Conclusions and Recommendations

This research demonstrated TB-HIV co-infection as a public health issue at global and local level. It also put into context the experiences of doctors and nurses as key healthcare providers who are also key in terms of the management of TB-HIV coinfection. An interpretivist epistemological approach using an exploratory qualitative study design provided a rich depth of information pertaining to doctors’ and nurses’ experiences on the management of TB-HIV co-infection in the TB-HIV high burden community of northern KwaZulu-Natal. The findings of this study revealed that there were similarities and differences between the experiences of doctors and nurses in the public and private sector. Overall, the doctors’ and nurses’ experiences underline health systems barriers that hamper the effective management of TBHIV co-infection in the TB-HIV high burden community of Northern KwaZulu- Natal, and this has implications on policy implementation and leadership. There is an urgent need for adequate infrastructure and expertise in terms of doctors and nurses who are well-trained and competent in the management of TB-HIV co-infection. As such, talent and recruitment strategies should be strengthened towards attracting and retaining talent.[6] Decentralisation of the management of TB-HIV co-infection to ensure that peripheral hospitals and clinics have the capacity to handle even complex cases of TB-HIV co-infection. This could address the issue of overcrowding at the referral public hospital. Scale up of infection control standards should be considered an urgent priority especially in the context of preventing nosocomial infections, particularly with regard to the poor screening and isolation of TB cases in both the public and private sector, but more so in the public sector.[14] Scale up of the public health response through stronger and genuine partnerships between policymakers, TCAM practitioners, and allopathic medicine professionals.
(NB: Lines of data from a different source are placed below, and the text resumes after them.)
//! # xSHACL Cache
//!
//! Turns violation records into cached natural-language explanations.
//!
//! ## Features
//!
//! - **Signature-keyed cache**: violations that differ only by focus node
//!   share one stored explanation per language
//! - **Single flight**: concurrent misses for the same signature and language
//!   trigger exactly one generator call
//! - **Bounded generation**: a concurrency limit, per-attempt timeout and
//!   exponential backoff around every generator call
//! - **Per-language isolation**: a failure in one language never hides
//!   results for the others
//! - **Metrics**: Prometheus counters for hits, misses and generator calls
//!
//! ## Example
//!
//! ```rust,no_run
//! use std::sync::Arc;
//! use xshacl_cache::{ControllerConfig, ExplanationCacheController, ExplanationGenerator};
//! use xshacl_core::ViolationRecord;
//! use xshacl_storage::MemoryStore;
//!
//! # async fn run(generator: &dyn ExplanationGenerator) -> xshacl_core::Result<()> {
//! let controller =
//!     ExplanationCacheController::new(Arc::new(MemoryStore::new()), ControllerConfig::default());
//!
//! let record = ViolationRecord::new(
//!     "http://example.org/Alice",
//!     "http://example.org/PersonShape",
//!     "http://www.w3.org/ns/shacl#MinCountConstraintComponent",
//! )
//! .with_path("http://example.org/hasName");
//!
//! let response = controller
//!     .explain(&record, &["en".to_string(), "es".to_string()], generator)
//!     .await?;
//! for (language, result) in &response.results {
//!     match result {
//!         Ok(found) => println!("[{}] {}", language, found.explanation.natural_language_text),
//!         Err(e) => eprintln!("[{}] {}", language, e),
//!     }
//! }
//! # Ok(())
//! # }
//! ```

pub mod config;
pub mod controller;
pub mod flight;
pub mod generator;
pub mod metrics;

pub use config::{ControllerConfig, ControllerConfigBuilder, StoreReadPolicy};
pub use controller::{
    EvidenceSources, ExplainResponse, ExplanationCacheController, ExplanationSource,
    LanguageExplanation,
};
pub use flight::{FlightState, Flighted, SingleFlight};
pub use generator::{
    ExplanationGenerator, GeneratedExplanation, GenerationRequest, GeneratorError,
};
pub use metrics::{CacheMetrics, CacheMetricsRegistry, GenerationTimer, MetricsError};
This could ensure social mobilisation and channelling of efforts towards common goals for effective management of TB-HIV co-infection.[9] Further exploratory qualitative studies are recommended, to cover a wider area such as the entire KwaZulu-Natal province, and then further extended to cover the whole country to ensure that context specific findings and conclusions are drawn so that context specific solutions could be implemented pertaining to the effective management of TB-HIV co-infection.